*Task directions*
Your answer should restate each line of the data below word for word.

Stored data

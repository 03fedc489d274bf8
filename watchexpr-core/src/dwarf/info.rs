//! Owned debug-info entry tree
//!
//! A format-neutral copy of the `.debug_info` tree. Tags and attribute names
//! reuse gimli's constants; references are global `.debug_info` offsets so
//! that cross-unit references resolve like local ones.

use std::collections::HashMap;
use std::path::Path;

use gimli::{DwAt, DwAte, DwTag};

use super::DwarfError;

/// Global offset of an entry in `.debug_info`
pub type EntryRef = u64;

/// One operation of a location or constant expression
#[derive(Debug, Clone, Copy, PartialEq, Eq)]
pub enum ExprOp {
    /// `DW_OP_addr` / `DW_OP_addrx`
    Address(u64),
    /// `DW_OP_constu` and friends
    Constant(u64),
    /// `DW_OP_plus_uconst`
    PlusConstant(u64),
    /// Anything that needs registers, frames or memory
    Other,
}

#[derive(Debug, Clone, PartialEq, Eq)]
pub enum AttrValue {
    Udata(u64),
    Sdata(i64),
    Flag(bool),
    String(String),
    Address(u64),
    Ref(EntryRef),
    Encoding(DwAte),
    Expr(Vec<ExprOp>),
    /// Location lists, block forms and other values the walker does not read
    Other,
}

#[derive(Debug, Clone, PartialEq, Eq)]
pub struct DebugEntry {
    pub offset: EntryRef,
    pub tag: DwTag,
    pub parent: Option<EntryRef>,
    pub attrs: Vec<(DwAt, AttrValue)>,
    pub children: Vec<EntryRef>,
}

impl DebugEntry {
    pub fn attr(&self, name: DwAt) -> Option<&AttrValue> {
        self.attrs
            .iter()
            .find(|(at, _)| *at == name)
            .map(|(_, value)| value)
    }

    pub fn has(&self, name: DwAt) -> bool {
        self.attr(name).is_some()
    }

    pub fn name(&self) -> Result<Option<&str>, DwarfError> {
        self.string(gimli::DW_AT_name)
    }

    pub fn string(&self, name: DwAt) -> Result<Option<&str>, DwarfError> {
        match self.attr(name) {
            None => Ok(None),
            Some(AttrValue::String(s)) => Ok(Some(s)),
            Some(_) => Err(DwarfError::malformed(
                self.offset,
                format!("{} is not a string", name),
            )),
        }
    }

    pub fn flag(&self, name: DwAt) -> bool {
        match self.attr(name) {
            Some(AttrValue::Flag(v)) => *v,
            Some(AttrValue::Udata(v)) => *v != 0,
            _ => false,
        }
    }

    pub fn reference(&self, name: DwAt) -> Result<Option<EntryRef>, DwarfError> {
        match self.attr(name) {
            None => Ok(None),
            Some(AttrValue::Ref(r)) => Ok(Some(*r)),
            Some(_) => Err(DwarfError::malformed(
                self.offset,
                format!("{} is not a reference", name),
            )),
        }
    }

    /// Integer constant attribute; expressions and references are not constants here
    pub fn constant(&self, name: DwAt) -> Result<Option<i64>, DwarfError> {
        match self.attr(name) {
            None => Ok(None),
            Some(AttrValue::Udata(v)) => Ok(Some(*v as i64)),
            Some(AttrValue::Sdata(v)) => Ok(Some(*v)),
            Some(_) => Err(DwarfError::NonConstantAttribute {
                offset: self.offset,
                attribute: name.to_string(),
            }),
        }
    }

    pub fn unsigned(&self, name: DwAt) -> Result<Option<u64>, DwarfError> {
        match self.constant(name)? {
            Some(v) if v < 0 => Err(DwarfError::malformed(
                self.offset,
                format!("{} is negative", name),
            )),
            other => Ok(other.map(|v| v as u64)),
        }
    }
}

/// A whole image's debug info
#[derive(Debug, Clone, Default)]
pub struct DebugInfo {
    pub address_size: Option<u8>,
    /// Compile unit root entries, in section order
    pub units: Vec<EntryRef>,
    entries: HashMap<EntryRef, DebugEntry>,
    next_offset: EntryRef,
}

impl DebugInfo {
    pub fn new(address_size: Option<u8>) -> Self {
        Self {
            address_size,
            ..Default::default()
        }
    }

    pub fn entry(&self, offset: EntryRef) -> Option<&DebugEntry> {
        self.entries.get(&offset)
    }

    pub fn len(&self) -> usize {
        self.entries.len()
    }

    pub fn is_empty(&self) -> bool {
        self.entries.is_empty()
    }

    /// Insert an entry read from a real section; links it under its parent
    pub fn insert(&mut self, entry: DebugEntry) {
        match entry.parent {
            Some(parent) => {
                if let Some(p) = self.entries.get_mut(&parent) {
                    p.children.push(entry.offset);
                }
            }
            None => self.units.push(entry.offset),
        }
        self.next_offset = self.next_offset.max(entry.offset + 1);
        self.entries.insert(entry.offset, entry);
    }

    /// Append a synthetic entry at the next free offset
    pub fn push(&mut self, parent: Option<EntryRef>, tag: DwTag, attrs: Vec<(DwAt, AttrValue)>) -> EntryRef {
        let offset = self.next_offset;
        self.insert(DebugEntry {
            offset,
            tag,
            parent,
            attrs,
            children: Vec::new(),
        });
        offset
    }
}

/// Source of debug info for a symbol file
pub trait DebugInfoProvider: Send + Sync {
    fn read(&self, path: &Path) -> Result<DebugInfo, DwarfError>;
}

#[cfg(test)]
mod tests {
    use super::*;

    #[test]
    fn test_push_links_children() {
        let mut info = DebugInfo::new(Some(4));
        let cu = info.push(None, gimli::DW_TAG_compile_unit, vec![]);
        let var = info.push(
            Some(cu),
            gimli::DW_TAG_variable,
            vec![(gimli::DW_AT_name, AttrValue::String("x".into()))],
        );
        assert_eq!(info.units, vec![cu]);
        assert_eq!(info.entry(cu).unwrap().children, vec![var]);
        assert_eq!(info.entry(var).unwrap().name().unwrap(), Some("x"));
    }

    #[test]
    fn test_attribute_accessors() {
        let mut info = DebugInfo::new(Some(4));
        let e = info.push(
            None,
            gimli::DW_TAG_member,
            vec![
                (gimli::DW_AT_name, AttrValue::Udata(3)),
                (gimli::DW_AT_upper_bound, AttrValue::Ref(7)),
                (gimli::DW_AT_byte_size, AttrValue::Sdata(-1)),
            ],
        );
        let entry = info.entry(e).unwrap();
        assert!(matches!(entry.name(), Err(DwarfError::MalformedEntry { .. })));
        assert!(matches!(
            entry.constant(gimli::DW_AT_upper_bound),
            Err(DwarfError::NonConstantAttribute { .. })
        ));
        assert!(matches!(
            entry.unsigned(gimli::DW_AT_byte_size),
            Err(DwarfError::MalformedEntry { .. })
        ));
        assert_eq!(entry.constant(gimli::DW_AT_count).unwrap(), None);
    }
}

*Solution to this problem*
repository 03fedc489d274bf8
filename watchexpr-core/src/dwarf/info.rs
//! Owned debug-info entry tree
//!
//! A format-neutral copy of the `.debug_info` tree. Tags and attribute names
//! reuse gimli's constants; references are global `.debug_info` offsets so
//! that cross-unit references resolve like local ones.

use std::collections::HashMap;
use std::path::Path;

use gimli::{DwAt, DwAte, DwTag};

use super::DwarfError;

/// Global offset of an entry in `.debug_info`
pub type EntryRef = u64;

/// One operation of a location or constant expression
#[derive(Debug, Clone, Copy, PartialEq, Eq)]
pub enum ExprOp {
    /// `DW_OP_addr` / `DW_OP_addrx`
    Address(u64),
    /// `DW_OP_constu` and friends
    Constant(u64),
    /// `DW_OP_plus_uconst`
    PlusConstant(u64),
    /// Anything that needs registers, frames or memory
    Other,
}

#[derive(Debug, Clone, PartialEq, Eq)]
pub enum AttrValue {
    Udata(u64),
    Sdata(i64),
    Flag(bool),
    String(String),
    Address(u64),
    Ref(EntryRef),
    Encoding(DwAte),
    Expr(Vec<ExprOp>),
    /// Location lists, block forms and other values the walker does not read
    Other,
}

#[derive(Debug, Clone, PartialEq, Eq)]
pub struct DebugEntry {
    pub offset: EntryRef,
    pub tag: DwTag,
    pub parent: Option<EntryRef>,
    pub attrs: Vec<(DwAt, AttrValue)>,
    pub children: Vec<EntryRef>,
}

impl DebugEntry {
    pub fn attr(&self, name: DwAt) -> Option<&AttrValue> {
        self.attrs
            .iter()
            .find(|(at, _)| *at == name)
            .map(|(_, value)| value)
    }

    pub fn has(&self, name: DwAt) -> bool {
        self.attr(name).is_some()
    }

    pub fn name(&self) -> Result<Option<&str>, DwarfError> {
        self.string(gimli::DW_AT_name)
    }

    pub fn string(&self, name: DwAt) -> Result<Option<&str>, DwarfError> {
        match self.attr(name) {
            None => Ok(None),
            Some(AttrValue::String(s)) => Ok(Some(s)),
            Some(_) => Err(DwarfError::malformed(
                self.offset,
                format!("{} is not a string", name),
            )),
        }
    }

    pub fn flag(&self, name: DwAt) -> bool {
        match self.attr(name) {
            Some(AttrValue::Flag(v)) => *v,
            Some(AttrValue::Udata(v)) => *v != 0,
            _ => false,
        }
    }

    pub fn reference(&self, name: DwAt) -> Result<Option<EntryRef>, DwarfError> {
        match self.attr(name) {
            None => Ok(None),
            Some(AttrValue::Ref(r)) => Ok(Some(*r)),
            Some(_) => Err(DwarfError::malformed(
                self.offset,
                format!("{} is not a reference", name),
            )),
        }
    }

    /// Integer constant attribute; expressions and references are not constants here
    pub fn constant(&self, name: DwAt) -> Result<Option<i64>, DwarfError> {
        match self.attr(name) {
            None => Ok(None),
            Some(AttrValue::Udata(v)) => Ok(Some(*v as i64)),
            Some(AttrValue::Sdata(v)) => Ok(Some(*v)),
            Some(_) => Err(DwarfError::NonConstantAttribute {
                offset: self.offset,
                attribute: name.to_string(),
            }),
        }
    }

    pub fn unsigned(&self, name: DwAt) -> Result<Option<u64>, DwarfError> {
        match self.constant(name)? {
            Some(v) if v < 0 => Err(DwarfError::malformed(
                self.offset,
                format!("{} is negative", name),
            )),
            other => Ok(other.map(|v| v as u64)),
        }
    }
}

/// A whole image's debug info
#[derive(Debug, Clone, Default)]
pub struct DebugInfo {
    pub address_size: Option<u8>,
    /// Compile unit root entries, in section order
    pub units: Vec<EntryRef>,
    entries: HashMap<EntryRef, DebugEntry>,
    next_offset: EntryRef,
}

impl DebugInfo {
    pub fn new(address_size: Option<u8>) -> Self {
        Self {
            address_size,
            ..Default::default()
        }
    }

    pub fn entry(&self, offset: EntryRef) -> Option<&DebugEntry> {
        self.entries.get(&offset)
    }

    pub fn len(&self) -> usize {
        self.entries.len()
    }

    pub fn is_empty(&self) -> bool {
        self.entries.is_empty()
    }

    /// Insert an entry read from a real section; links it under its parent
    pub fn insert(&mut self, entry: DebugEntry) {
        match entry.parent {
            Some(parent) => {
                if let Some(p) = self.entries.get_mut(&parent) {
                    p.children.push(entry.offset);
                }
            }
            None => self.units.push(entry.offset),
        }
        self.next_offset = self.next_offset.max(entry.offset + 1);
        self.entries.insert(entry.offset, entry);
    }

    /// Append a synthetic entry at the next free offset
    pub fn push(&mut self, parent: Option<EntryRef>, tag: DwTag, attrs: Vec<(DwAt, AttrValue)>) -> EntryRef {
        let offset = self.next_offset;
        self.insert(DebugEntry {
            offset,
            tag,
            parent,
            attrs,
            children: Vec::new(),
        });
        offset
    }
}

/// Source of debug info for a symbol file
pub trait DebugInfoProvider: Send + Sync {
    fn read(&self, path: &Path) -> Result<DebugInfo, DwarfError>;
}

#[cfg(test)]
mod tests {
    use super::*;

    #[test]
    fn test_push_links_children() {
        let mut info = DebugInfo::new(Some(4));
        let cu = info.push(None, gimli::DW_TAG_compile_unit, vec![]);
        let var = info.push(
            Some(cu),
            gimli::DW_TAG_variable,
            vec![(gimli::DW_AT_name, AttrValue::String("x".into()))],
        );
        assert_eq!(info.units, vec![cu]);
        assert_eq!(info.entry(cu).unwrap().children, vec![var]);
        assert_eq!(info.entry(var).unwrap().name().unwrap(), Some("x"));
    }

    #[test]
    fn test_attribute_accessors() {
        let mut info = DebugInfo::new(Some(4));
        let e = info.push(
            None,
            gimli::DW_TAG_member,
            vec![
                (gimli::DW_AT_name, AttrValue::Udata(3)),
                (gimli::DW_AT_upper_bound, AttrValue::Ref(7)),
                (gimli::DW_AT_byte_size, AttrValue::Sdata(-1)),
            ],
        );
        let entry = info.entry(e).unwrap();
        assert!(matches!(entry.name(), Err(DwarfError::MalformedEntry { .. })));
        assert!(matches!(
            entry.constant(gimli::DW_AT_upper_bound),
            Err(DwarfError::NonConstantAttribute { .. })
        ));
        assert!(matches!(
            entry.unsigned(gimli::DW_AT_byte_size),
            Err(DwarfError::MalformedEntry { .. })
        ));
        assert_eq!(entry.constant(gimli::DW_AT_count).unwrap(), None);
    }
}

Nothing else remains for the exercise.